O Supremo Tribunal Federal (STF) defendeu nesta sexta-feira (12) a atuação do ministro Alexandre de Moraes na condução do julgamento da ex-deputada brasileira Carla Zambelli. Em uma nota oficial, a Corte se posiciona após a divulgação dos termos em que a justiça da Itália cancelou a extradição da brasileira, apontando suspeição do magistrado.De acordo com o posicionamento (leia abaixo na íntegra), assinado pelo presidente Edson Fachin, o processo se deu com “observância da Constituição”, do “devido processo legal e do contraditório, com abertura à possibilidade de “ampla defesa” e compromissos do Estado brasileiro com os acordos internacionais de que participa.
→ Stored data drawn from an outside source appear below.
//! Network manager configuration.

use crate::error::ConfigError;
use courier_dispatch_pooled::SendPoolConfig;
use courier_queue::{Priority, PriorityOrder, PriorityQueue};
use courier_rpc::ListenerConfig;
use serde::{Deserialize, Serialize};
use std::time::Duration;

/// What the sender loop does when the bounded send pool is full.
#[derive(Debug, Clone, Copy, PartialEq, Eq, Default, Serialize, Deserialize)]
#[serde(rename_all = "snake_case")]
pub enum Backpressure {
    /// Leave messages queued until workers free up.
    #[default]
    Block,
    /// Drop the message and log it as a backpressure failure.
    Reject,
}

/// Configuration for a [`NetworkManager`](crate::NetworkManager).
///
/// Every field has a default, so a TOML section only needs the values it
/// changes:
///
/// ```toml
/// block_size = 10
/// known_priorities = [0, 1, 2]
/// restrict_to_known = true
/// priority_order = "lowest_first"
///
/// [listener]
/// listen_addr = "0.0.0.0:13127"
/// ```
#[derive(Debug, Clone, PartialEq, Serialize, Deserialize)]
#[serde(default)]
pub struct NetworkManagerConfig {
    /// Messages dequeued per sender cycle. 0 drains everything queued.
    pub block_size: usize,

    /// Longest the sender loop sleeps without a wake-up.
    pub poll_interval_ms: u64,

    /// Bounded rayon pool (true) or one thread per message (false).
    pub use_worker_pool: bool,

    /// Send pool threads.
    pub worker_count: usize,

    /// Sends accepted by the pool but not finished.
    pub max_pending: usize,

    pub backpressure: Backpressure,

    /// Priorities whose buckets are created up front.
    pub known_priorities: Vec<i64>,

    /// Refuse messages at priorities outside `known_priorities`.
    pub restrict_to_known: bool,

    pub priority_order: PriorityOrder,

    /// Inbound listener; `None` runs outbound-only.
    pub listener: Option<ListenerConfig>,
}

impl Default for NetworkManagerConfig {
    fn default() -> Self {
        Self {
            block_size: 1,
            poll_interval_ms: 100,
            use_worker_pool: true,
            worker_count: 10,
            max_pending: 1024,
            backpressure: Backpressure::Block,
            known_priorities: Vec::new(),
            restrict_to_known: false,
            priority_order: PriorityOrder::HighestFirst,
            listener: None,
        }
    }
}

impl NetworkManagerConfig {
    pub fn builder() -> NetworkManagerConfigBuilder {
        NetworkManagerConfigBuilder::new()
    }

    pub fn poll_interval(&self) -> Duration {
        Duration::from_millis(self.poll_interval_ms)
    }

    pub fn validate(&self) -> Result<(), ConfigError> {
        if self.poll_interval_ms == 0 {
            return Err(ConfigError::Invalid(
                "poll_interval_ms must be greater than 0".to_string(),
            ));
        }
        if self.worker_count == 0 {
            return Err(ConfigError::Invalid(
                "worker_count must be at least 1".to_string(),
            ));
        }
        if self.max_pending == 0 {
            return Err(ConfigError::Invalid(
                "max_pending must be at least 1".to_string(),
            ));
        }
        if self.use_worker_pool && self.max_pending < self.worker_count {
            return Err(ConfigError::Invalid(format!(
                "max_pending ({}) must be at least worker_count ({})",
                self.max_pending, self.worker_count
            )));
        }
        if self.restrict_to_known && self.known_priorities.is_empty() {
            tracing::warn!("restrict_to_known set without known_priorities; restriction is inactive");
        }
        if let Some(listener) = &self.listener {
            listener
                .validate()
                .map_err(|e| ConfigError::Invalid(e.to_string()))?;
        }
        Ok(())
    }

    /// Send pool sizing derived from this configuration.
    pub fn send_pool_config(&self) -> SendPoolConfig {
        SendPoolConfig::builder()
            .send_threads(self.worker_count)
            .max_pending(self.max_pending)
            .build_unchecked()
    }

    /// Build the empty queue described by this configuration.
    pub fn build_queue(&self) -> PriorityQueue {
        PriorityQueue::with_known_priorities(
            self.priority_order,
            self.known_priorities.iter().copied().map(Priority::new),
            self.restrict_to_known,
        )
    }
}

/// Builder for NetworkManagerConfig.
#[derive(Debug, Clone, Default)]
pub struct NetworkManagerConfigBuilder {
    config: NetworkManagerConfig,
}

impl NetworkManagerConfigBuilder {
    pub fn new() -> Self {
        Self::default()
    }

    pub fn block_size(mut self, block_size: usize) -> Self {
        self.config.block_size = block_size;
        self
    }

    pub fn poll_interval(mut self, interval: Duration) -> Self {
        self.config.poll_interval_ms = interval.as_millis() as u64;
        self
    }

    pub fn use_worker_pool(mut self, enabled: bool) -> Self {
        self.config.use_worker_pool = enabled;
        self
    }

    pub fn worker_count(mut self, count: usize) -> Self {
        self.config.worker_count = count;
        self
    }

    pub fn max_pending(mut self, count: usize) -> Self {
        self.config.max_pending = count;
        self
    }

    pub fn backpressure(mut self, policy: Backpressure) -> Self {
        self.config.backpressure = policy;
        self
    }

    pub fn known_priorities(mut self, priorities: impl IntoIterator<Item = i64>) -> Self {
        self.config.known_priorities = priorities.into_iter().collect();
        self
    }

    pub fn restrict_to_known(mut self, restrict: bool) -> Self {
        self.config.restrict_to_known = restrict;
        self
    }

    pub fn priority_order(mut self, order: PriorityOrder) -> Self {
        self.config.priority_order = order;
        self
    }

    pub fn listener(mut self, listener: ListenerConfig) -> Self {
        self.config.listener = Some(listener);
        self
    }

    /// Build the configuration, validating it first.
    pub fn build(self) -> Result<NetworkManagerConfig, ConfigError> {
        self.config.validate()?;
        Ok(self.config)
    }

    /// Build the configuration without validation.
    pub fn build_unchecked(self) -> NetworkManagerConfig {
        self.config
    }
}

#[cfg(test)]
mod tests {
    use super::*;

    #[test]
    fn test_defaults_are_valid() {
        let config = NetworkManagerConfig::default();
        config.validate().unwrap();
        assert_eq!(config.block_size, 1);
        assert_eq!(config.backpressure, Backpressure::Block);
        assert_eq!(config.priority_order, PriorityOrder::HighestFirst);
        assert!(config.listener.is_none());
    }

    #[test]
    fn test_builder_validation() {
        assert!(NetworkManagerConfig::builder()
            .poll_interval(Duration::ZERO)
            .build()
            .is_err());
        assert!(NetworkManagerConfig::builder().worker_count(0).build().is_err());
        assert!(NetworkManagerConfig::builder()
            .worker_count(8)
            .max_pending(4)
            .build()
            .is_err());

        // Without a pool, max_pending is not tied to worker_count.
        assert!(NetworkManagerConfig::builder()
            .use_worker_pool(false)
            .worker_count(8)
            .max_pending(4)
            .build()
            .is_ok());
    }

    #[test]
    fn test_parse_toml() {
        let config: NetworkManagerConfig = toml::from_str(
            r#"
            block_size = 0
            known_priorities = [0, 1, 2]
            restrict_to_known = true
            priority_order = "lowest_first"
            backpressure = "reject"

            [listener]
            listen_addr = "127.0.0.1:13127"
            worker_threads = 4
            "#,
        )
        .unwrap();

        config.validate().unwrap();
        assert_eq!(config.block_size, 0);
        assert_eq!(config.worker_count, 10);
        assert_eq!(config.backpressure, Backpressure::Reject);
        assert_eq!(config.priority_order, PriorityOrder::LowestFirst);
        assert_eq!(config.listener.unwrap().worker_threads, 4);
    }

    #[test]
    fn test_build_queue_applies_restriction() {
        let config = NetworkManagerConfig::builder()
            .known_priorities([0, 1, 2])
            .restrict_to_known(true)
            .build()
            .unwrap();

        let queue = config.build_queue();
        assert!(queue.is_restricted());
        assert!(queue.accepts(Priority::new(2)));
        assert!(!queue.accepts(Priority::new(3)));
    }

    #[test]
    fn test_send_pool_config_follows_manager_config() {
        let config = NetworkManagerConfig::builder()
            .worker_count(4)
            .max_pending(16)
            .build()
            .unwrap();
        let pool = config.send_pool_config();
        assert_eq!(pool.send_threads, 4);
        assert_eq!(pool.max_pending, 16);
    }
}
Em decisão cujo inteiro teor foi conhecida nesta quinta-feira (11), a justiça italiana incluiu, entre os motivos da decisão que anulou a extradição de Carla Zambelli, a parcialidade do arbítrio de Moraes. Na prática, a Corte Italiana de Cassação reconheceu que a brasileira não teve o direito de ser julgada com imparcialidade no Brasil — garantia que estaria presente não apenas na jurisprudência italiana, mas também nas Convenções Europeias.

“Deve-se considerar que os requisitos de imparcialidade e de distanciamento do juiz constituem não apenas uma condição essencial de equidade do processo, mas uma das garantias fundamentais que integram o núcleo duro do direito de defesa”, disse a decisão.

Em sua nota, Fachin declarou que o STF recebeu com preocupação os termos em que a justiça italiana negou a extradição da ex-parlamentar, citando a cooperação entre os dois países e o que chamou de “deferência” do Brasil aos outros países em seus respectivos pedidos de extradição.